Most Brokerages Favor Lawsuit Consolidation With NAR, Although Some Strongly Oppose the Move

Amidst ongoing lawsuits countrywide surrounding the National Association of REALTORS® (NAR) and large brokerages, many have sided with NAR as pro-consolidation these past couple of weeks, and some companies for the first time—hoping for the implementation of 19 commission-related class-action suits into a single district. This remains a top priority for NAR, with eyes still on Chicago for the host venue.

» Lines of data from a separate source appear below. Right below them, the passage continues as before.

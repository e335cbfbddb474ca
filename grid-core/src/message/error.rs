use bincode::{Decode, Encode};

#[derive(Debug, Copy, Clone, Eq, PartialEq, Hash, Encode, Decode)]
pub enum ErrorCode {
    WrongTarget,
    TargetNotMember,
    MemberNotActive,
    AuthenticationFailed,
    Serialization,
    UnknownOperation,
    Unknown,
}

impl ErrorCode {
    pub fn is_retryable(&self) -> bool {
        matches!(
            self,
            ErrorCode::WrongTarget | ErrorCode::TargetNotMember | ErrorCode::MemberNotActive
        )
    }
}

#[derive(Debug, Clone, Eq, PartialEq, Encode, Decode)]
pub struct ErrorResponse {
    pub code: ErrorCode,
    pub message: String,
}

As previously reported by RISMedia, each lawsuit is grounded in mostly identical claims, that NAR, local real estate organizations, MLSs and big brokerages inflated commissions—violating state and federal antitrust laws. The Judicial Panel on Multidistrict Legislation (MDL) will make the final conclusion in combining these cases, or not.

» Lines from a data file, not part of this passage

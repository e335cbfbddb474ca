use std::sync::Arc;

use uuid::Uuid;

pub const PARTITION_HASH_SEED: u32 = 0x0100_0193;

pub fn murmur3_x86_32(data: &[u8], seed: u32) -> u32 {
    const C1: u32 = 0xcc9e_2d51;
    const C2: u32 = 0x1b87_3593;

    let mut h1 = seed;
    let chunks = data.chunks_exact(4);
    let tail = chunks.remainder();
    for chunk in chunks {
        let mut k1 = u32::from_le_bytes([chunk[0], chunk[1], chunk[2], chunk[3]]);
        k1 = k1.wrapping_mul(C1).rotate_left(15).wrapping_mul(C2);
        h1 ^= k1;
        h1 = h1.rotate_left(13).wrapping_mul(5).wrapping_add(0xe654_6b64);
    }

    let mut k1 = 0u32;
    if tail.len() >= 3 {
        k1 ^= (tail[2] as u32) << 16;
    }
    if tail.len() >= 2 {
        k1 ^= (tail[1] as u32) << 8;
    }
    if !tail.is_empty() {
        k1 ^= tail[0] as u32;
        k1 = k1.wrapping_mul(C1).rotate_left(15).wrapping_mul(C2);
        h1 ^= k1;
    }

    h1 ^= data.len() as u32;
    h1 ^= h1 >> 16;
    h1 = h1.wrapping_mul(0x85eb_ca6b);
    h1 ^= h1 >> 13;
    h1 = h1.wrapping_mul(0xc2b2_ae35);
    h1 ^= h1 >> 16;
    h1
}

/// Maps serialized key bytes onto `[0, partition_count)`.
pub fn partition_id(key: &[u8], partition_count: u32) -> i32 {
    if partition_count == 0 {
        return -1;
    }
    let hash = murmur3_x86_32(key, PARTITION_HASH_SEED) as i32;
    let hash = if hash == i32::MIN { 0 } else { hash.abs() };
    hash % partition_count as i32
}

/// Partition id -> owner member. Replaced wholesale, never patched.
#[derive(Debug, Clone, Default, Eq, PartialEq)]
pub enum PartitionTable {
    #[default]
    Unknown,
    Known(Arc<[Uuid]>),
}

impl PartitionTable {
    pub fn new(owners: Vec<Uuid>) -> Self {
        if owners.is_empty() {
            PartitionTable::Unknown
        } else {
            PartitionTable::Known(owners.into())
        }
    }

    pub fn owner(&self, partition_id: i32) -> Option<Uuid> {
        match self {
            PartitionTable::Unknown => None,
            PartitionTable::Known(owners) => {
                usize::try_from(partition_id).ok().and_then(|id| owners.get(id).copied())
            }
        }
    }

    pub fn partition_count(&self) -> u32 {
        match self {
            PartitionTable::Unknown => 0,
            PartitionTable::Known(owners) => owners.len() as u32,
        }
    }

    pub fn is_known(&self) -> bool {
        matches!(self, PartitionTable::Known(_))
    }
}

#[cfg(test)]
mod tests {
    use uuid::Uuid;

    use crate::partition::{murmur3_x86_32, partition_id, PartitionTable};

    #[test]
    fn test_murmur3_reference_vectors() {
        assert_eq!(murmur3_x86_32(b"", 0), 0);
        assert_eq!(murmur3_x86_32(b"", 1), 0x514e_28b7);
        assert_eq!(murmur3_x86_32(b"hello", 0), 0x248b_fa47);
        assert_eq!(
            murmur3_x86_32(b"The quick brown fox jumps over the lazy dog", 0),
            0x2e4f_f723
        );
    }

    #[test]
    fn test_partition_id_in_range_and_stable() {
        for i in 0..1000 {
            let key = format!("key{}", i);
            let id = partition_id(key.as_bytes(), 271);
            assert!((0..271).contains(&id));
            assert_eq!(id, partition_id(key.as_bytes(), 271));
        }
        assert_eq!(partition_id(b"key", 0), -1);
    }

    #[test]
    fn test_partition_table_lookup() {
        let a = Uuid::new_v4();
        let b = Uuid::new_v4();
        let table = PartitionTable::new(vec![a, b, a]);
        assert_eq!(table.partition_count(), 3);
        assert_eq!(table.owner(0), Some(a));
        assert_eq!(table.owner(1), Some(b));
        assert_eq!(table.owner(3), None);
        assert_eq!(table.owner(-1), None);
        assert!(!PartitionTable::new(vec![]).is_known());
        assert_eq!(PartitionTable::Unknown.owner(0), None);
    }
}
use std::fmt::{Display, Formatter};
use std::str::FromStr;

use anyhow::{anyhow, Context};
use bincode::{Decode, Encode};
use serde::{Deserialize, Serialize};

pub const DEFAULT_PORT: u16 = 5701;

#[derive(Debug, Clone, Eq, PartialEq, Ord, PartialOrd, Hash, Serialize, Deserialize, Encode, Decode)]
pub struct Address {
    pub host: String,
    pub port: u16,
}

impl Address {
    pub fn new(host: impl Into<String>, port: u16) -> Self {
        Self {
            host: host.into(),
            port,
        }
    }
}

impl Display for Address {
    fn fmt(&self, f: &mut Formatter<'_>) -> std::fmt::Result {
        if self.host.contains(':') {
            write!(f, "[{}]:{}", self.host, self.port)
        } else {
            write!(f, "{}:{}", self.host, self.port)
        }
    }
}

impl FromStr for Address {
    type Err = anyhow::Error;

    /// Accepts `host`, `host:port`, `[v6]` and `[v6]:port`. A missing port
    /// falls back to [`DEFAULT_PORT`].
    fn from_str(s: &str) -> Result<Self, Self::Err> {
        let s = s.trim();
        if s.is_empty() {
            return Err(anyhow!("empty address"));
        }
        if let Some(rest) = s.strip_prefix('[') {
            let (host, tail) = rest
                .split_once(']')
                .ok_or(anyhow!("unterminated ipv6 address `{}`", s))?;
            let port = match tail.strip_prefix(':') {
                Some(port) => port.parse().with_context(|| format!("invalid port in `{}`", s))?,
                None if tail.is_empty() => DEFAULT_PORT,
                None => return Err(anyhow!("invalid address `{}`", s)),
            };
            return Ok(Address::new(host, port));
        }
        match s.rsplit_once(':') {
            Some((host, _)) if host.contains(':') => Ok(Address::new(s, DEFAULT_PORT)),
            Some((host, port)) => {
                let port = port.parse().with_context(|| format!("invalid port in `{}`", s))?;
                Ok(Address::new(host, port))
            }
            None => Ok(Address::new(s, DEFAULT_PORT)),
        }
    }
}

/// Where a member can be reached. `address` is what the cluster advertises
/// internally, `public` is set when clients outside the private network must
/// use a different address.
#[derive(Debug, Clone, Eq, PartialEq, Hash)]
pub struct Endpoint {
    pub address: Address,
    pub public: Option<Address>,
}

impl Endpoint {
    pub fn new(address: Address) -> Self {
        Self {
            address,
            public: None,
        }
    }

    pub fn with_public(address: Address, public: Address) -> Self {
        Self {
            address,
            public: Some(public),
        }
    }

    pub fn connect_address(&self) -> &Address {
        self.public.as_ref().unwrap_or(&self.address)
    }
}

impl Display for Endpoint {
    fn fmt(&self, f: &mut Formatter<'_>) -> std::fmt::Result {
        match &self.public {
            None => write!(f, "{}", self.address),
            Some(public) => write!(f, "{}(public {})", self.address, public),
        }
    }
}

Some defendants in the suit do have their own unique perspective; however, while supporting consolidation, pushed for cases to be in districts of their liking based on alleged efficiencies and other factors.

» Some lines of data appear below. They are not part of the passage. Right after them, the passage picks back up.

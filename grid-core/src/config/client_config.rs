use std::time::Duration;

use config::builder::DefaultState;
use config::{File, FileFormat, Source, Value};
use serde::{Deserialize, Serialize};

use crate::address::Address;
use crate::config::network::NetworkConfig;
use crate::config::retry::{ConnectionRetryConfig, InvocationConfig};
use crate::config::ConfigBuilder;
use crate::error::ClientError;
use crate::REFERENCE_CONFIG;

#[derive(Debug, Clone, Serialize, Deserialize)]
pub struct ClientConfig {
    pub cluster_name: String,
    pub client_name: Option<String>,
    pub statistics: StatisticsConfig,
    pub network: NetworkConfig,
    pub connection_retry: ConnectionRetryConfig,
    pub invocation: InvocationConfig,
}

#[derive(Debug, Clone, Serialize, Deserialize)]
pub struct StatisticsConfig {
    pub enabled: bool,
    pub period_millis: u64,
}

impl StatisticsConfig {
    pub fn period(&self) -> Duration {
        Duration::from_millis(self.period_millis)
    }
}

impl ClientConfig {
    pub fn builder() -> ClientConfigBuilder {
        ClientConfigBuilder::default()
    }

    pub fn static_addresses(&self) -> crate::error::Result<Vec<Address>> {
        self.network
            .addresses
            .iter()
            .map(|address| {
                address
                    .parse::<Address>()
                    .map_err(|error| ClientError::Config(format!("{:#}", error)))
            })
            .collect()
    }

    pub fn validate(&self) -> crate::error::Result<()> {
        let network = &self.network;
        if self.cluster_name.trim().is_empty() {
            return Err(ClientError::config("cluster_name must not be empty"));
        }
        if network.cloud.enabled {
            let token = network.cloud.discovery_token.as_deref().unwrap_or_default();
            if token.trim().is_empty() {
                return Err(ClientError::config("cloud discovery requires a discovery_token"));
            }
            if !network.addresses.is_empty() {
                return Err(ClientError::config(
                    "static addresses and cloud discovery cannot be used together",
                ));
            }
        }
        self.static_addresses()?;
        let ssl = &network.ssl;
        if ssl.cert_path.is_some() != ssl.key_path.is_some() {
            return Err(ClientError::config("ssl cert_path and key_path must be set together"));
        }
        let timeouts = [
            ("network.connection_timeout_millis", network.connection_timeout_millis),
            ("network.heartbeat_interval_millis", network.heartbeat_interval_millis),
            ("network.heartbeat_timeout_millis", network.heartbeat_timeout_millis),
            ("invocation.timeout_millis", self.invocation.timeout_millis),
            (
                "connection_retry.cluster_connect_timeout_millis",
                self.connection_retry.cluster_connect_timeout_millis,
            ),
            ("statistics.period_millis", self.statistics.period_millis),
        ];
        if let Some((name, _)) = timeouts.iter().find(|(_, value)| *value == 0) {
            return Err(ClientError::Config(format!("{} must be greater than zero", name)));
        }
        if !(0.0..=1.0).contains(&self.connection_retry.jitter) {
            return Err(ClientError::config("connection_retry.jitter must be within [0, 1]"));
        }
        if self.connection_retry.multiplier < 1.0 {
            return Err(ClientError::config("connection_retry.multiplier must be at least 1.0"));
        }
        Ok(())
    }
}

/// Layers user sources over the bundled reference configuration.
#[derive(Debug)]
pub struct ClientConfigBuilder {
    builder: config::ConfigBuilder<DefaultState>,
    overrides: Vec<(String, Value)>,
}

impl Default for ClientConfigBuilder {
    fn default() -> Self {
        let builder = config::Config::builder().add_source(File::from_str(REFERENCE_CONFIG, FileFormat::Toml));
        Self {
            builder,
            overrides: Vec::new(),
        }
    }
}

impl ClientConfigBuilder {
    pub fn set<V>(mut self, key: impl Into<String>, value: V) -> Self
    where
        V: Into<Value>,
    {
        self.overrides.push((key.into(), value.into()));
        self
    }

    pub fn add_toml(self, toml: &str) -> crate::error::Result<Self> {
        self.add_source(File::from_str(toml, FileFormat::Toml))
    }
}

impl ConfigBuilder for ClientConfigBuilder {
    type C = ClientConfig;

    fn add_source<T>(self, source: T) -> crate::error::Result<Self>
    where
        T: Source + Send + Sync + 'static,
    {
        Ok(Self {
            builder: self.builder.add_source(source),
            overrides: self.overrides,
        })
    }

    fn build(self) -> crate::error::Result<Self::C> {
        let mut builder = self.builder;
        for (key, value) in self.overrides {
            builder = builder.set_override(key, value)?;
        }
        let config = builder.build()?.try_deserialize::<ClientConfig>()?;
        config.validate()?;
        Ok(config)
    }
}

The Real Brokerage, for example, “take no position on centralization of the nine actions identified in Movants’ motion,” but “If the Panel decides that centralization is warranted, the REAL Defendants respectfully submit that the Actions should be transferred to the United States District Court for the Northern District of Illinois, or, in the alternative, the Eastern District of Texas, for the reasons set forth in defendant National Association of REALTORS®’ response.”

They declined to comment.

Brokerages that have sided with NAR in support of case consolidation come from the likes of @properties, who also declined to comment, Redfin, who referred to their company’s court filings, and Weichert REALTORS®, who did not respond to requests for comment.

In court filings, @properties vowed partnership to NAR’s stance. “Specifically, for the reasons stated in NAR’s Response, the Undersigned Defendants support the centralization of the related actions…in the Northern District of Illinois. The Undersigned Defendants hereby incorporate the arguments of NAR’s Response as though fully stated herein.”

Two brokerages have been vocal in opposing consolidation: Keller Williams and HomeServices.

Chris Kelly, executive vice president of HomeServices of America, noted that if these cases were to be consolidated, HomeServices has asked for oral arguments before the MDL panel to present positions surrounding consolidation and the best site for a multidistrict litigation outside of the plaintiffs’ requested location—the Western District of Missouri.

“First, the Plaintiffs’ centralization request seeks to consolidate 214 defendants named in 14 different cases. Importantly, the majority of these defendants (93.9%) have only been sued in a single judicial district,” said Kelly. “Each defendant faces unique conspiracy allegations, and the required discovery to establish their individual involvement and the alleged impact on local residential real estate markets is substantial. Consolidation could, in fact, magnify the costs and burdens of defense across the cases.

“Second,” Kelly continued, “certain aspects of common discovery, such as information related to the rules of the National Association of REALTORS®, have already been gathered in the Burnett and Moehrl cases. These findings can be efficiently shared without the need for consolidation.”

Previously, Keller Williams has pushed back against the lawsuits. After a recent settlement agreement was reached in the Burnett class-action case for $70 million, Gary Keller, executive chairman said in a statement, “But we also knew the appellate process could be long and unpredictableand that our franchisees and agents would have no protection and complete uncertainty while that process played out over time. Our Keller Williams family needs and deserves protection now, not later.”

A decision by the MDL is expected in the coming months. Two commission cases recently consolidated in the Northern District of Illinois under Judge Wood in an unrelated agreement among parties.